● Exercise description: Of the records that follow, copy only the lines from the line containing "pub mod execution;" to the line containing "sequence to a", both included, exactly as written.

● The data:
##############################
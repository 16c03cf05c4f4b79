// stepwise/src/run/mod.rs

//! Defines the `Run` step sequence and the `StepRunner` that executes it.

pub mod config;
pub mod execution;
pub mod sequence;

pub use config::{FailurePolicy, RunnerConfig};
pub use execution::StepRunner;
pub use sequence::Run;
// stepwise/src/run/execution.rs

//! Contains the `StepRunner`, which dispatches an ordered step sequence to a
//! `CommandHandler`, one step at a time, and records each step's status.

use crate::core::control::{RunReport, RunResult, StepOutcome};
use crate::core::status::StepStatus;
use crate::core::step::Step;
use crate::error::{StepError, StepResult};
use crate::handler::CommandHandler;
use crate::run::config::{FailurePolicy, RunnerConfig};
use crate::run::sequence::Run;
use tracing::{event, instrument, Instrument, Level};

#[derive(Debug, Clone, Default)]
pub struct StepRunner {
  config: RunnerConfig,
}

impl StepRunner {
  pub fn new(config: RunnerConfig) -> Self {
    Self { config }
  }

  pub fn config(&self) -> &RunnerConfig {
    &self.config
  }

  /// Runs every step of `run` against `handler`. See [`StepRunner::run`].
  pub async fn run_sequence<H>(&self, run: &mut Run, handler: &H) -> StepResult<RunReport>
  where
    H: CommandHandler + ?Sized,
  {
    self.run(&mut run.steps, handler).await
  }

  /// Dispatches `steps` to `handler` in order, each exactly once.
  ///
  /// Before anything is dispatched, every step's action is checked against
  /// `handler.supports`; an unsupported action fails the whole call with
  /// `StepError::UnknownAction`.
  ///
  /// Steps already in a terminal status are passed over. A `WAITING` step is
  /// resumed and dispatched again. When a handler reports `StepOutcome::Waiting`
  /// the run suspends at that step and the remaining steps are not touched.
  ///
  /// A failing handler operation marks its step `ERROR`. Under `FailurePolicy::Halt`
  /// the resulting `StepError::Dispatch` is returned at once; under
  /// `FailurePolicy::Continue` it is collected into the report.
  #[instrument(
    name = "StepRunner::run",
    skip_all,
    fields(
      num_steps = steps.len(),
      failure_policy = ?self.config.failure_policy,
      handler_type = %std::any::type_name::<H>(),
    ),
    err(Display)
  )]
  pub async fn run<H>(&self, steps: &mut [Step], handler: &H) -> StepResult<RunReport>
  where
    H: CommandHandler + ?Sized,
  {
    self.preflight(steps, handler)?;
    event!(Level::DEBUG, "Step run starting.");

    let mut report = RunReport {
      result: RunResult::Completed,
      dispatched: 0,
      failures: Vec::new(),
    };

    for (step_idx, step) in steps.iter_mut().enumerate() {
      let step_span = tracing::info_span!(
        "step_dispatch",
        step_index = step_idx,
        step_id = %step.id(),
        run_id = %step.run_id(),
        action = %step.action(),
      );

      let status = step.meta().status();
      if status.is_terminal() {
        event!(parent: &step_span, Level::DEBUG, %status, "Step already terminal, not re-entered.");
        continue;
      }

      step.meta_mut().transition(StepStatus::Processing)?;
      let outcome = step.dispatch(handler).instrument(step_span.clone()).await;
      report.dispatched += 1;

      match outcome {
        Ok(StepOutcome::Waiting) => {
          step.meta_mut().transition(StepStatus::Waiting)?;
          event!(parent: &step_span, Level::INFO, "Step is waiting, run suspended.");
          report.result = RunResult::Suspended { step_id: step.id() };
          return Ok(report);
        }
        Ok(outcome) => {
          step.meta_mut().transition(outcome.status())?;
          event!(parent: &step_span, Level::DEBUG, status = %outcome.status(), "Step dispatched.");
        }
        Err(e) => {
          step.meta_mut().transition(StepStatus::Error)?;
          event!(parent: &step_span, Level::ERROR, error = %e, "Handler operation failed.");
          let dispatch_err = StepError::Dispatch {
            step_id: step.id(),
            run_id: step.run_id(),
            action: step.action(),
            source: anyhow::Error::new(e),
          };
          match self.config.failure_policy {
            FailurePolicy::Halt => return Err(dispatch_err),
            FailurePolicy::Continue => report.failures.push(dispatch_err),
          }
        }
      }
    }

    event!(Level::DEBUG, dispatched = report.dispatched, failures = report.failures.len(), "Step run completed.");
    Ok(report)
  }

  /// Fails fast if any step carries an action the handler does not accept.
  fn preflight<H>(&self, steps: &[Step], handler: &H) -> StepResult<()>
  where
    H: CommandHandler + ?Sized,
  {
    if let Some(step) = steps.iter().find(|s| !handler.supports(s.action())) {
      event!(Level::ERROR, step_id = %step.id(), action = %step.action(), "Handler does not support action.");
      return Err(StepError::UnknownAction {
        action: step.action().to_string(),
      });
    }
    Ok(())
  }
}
##############################
● The answer:
pub mod execution;
pub mod sequence;

pub use config::{FailurePolicy, RunnerConfig};
pub use execution::StepRunner;
pub use sequence::Run;
// stepwise/src/run/execution.rs

//! Contains the `StepRunner`, which dispatches an ordered step sequence to a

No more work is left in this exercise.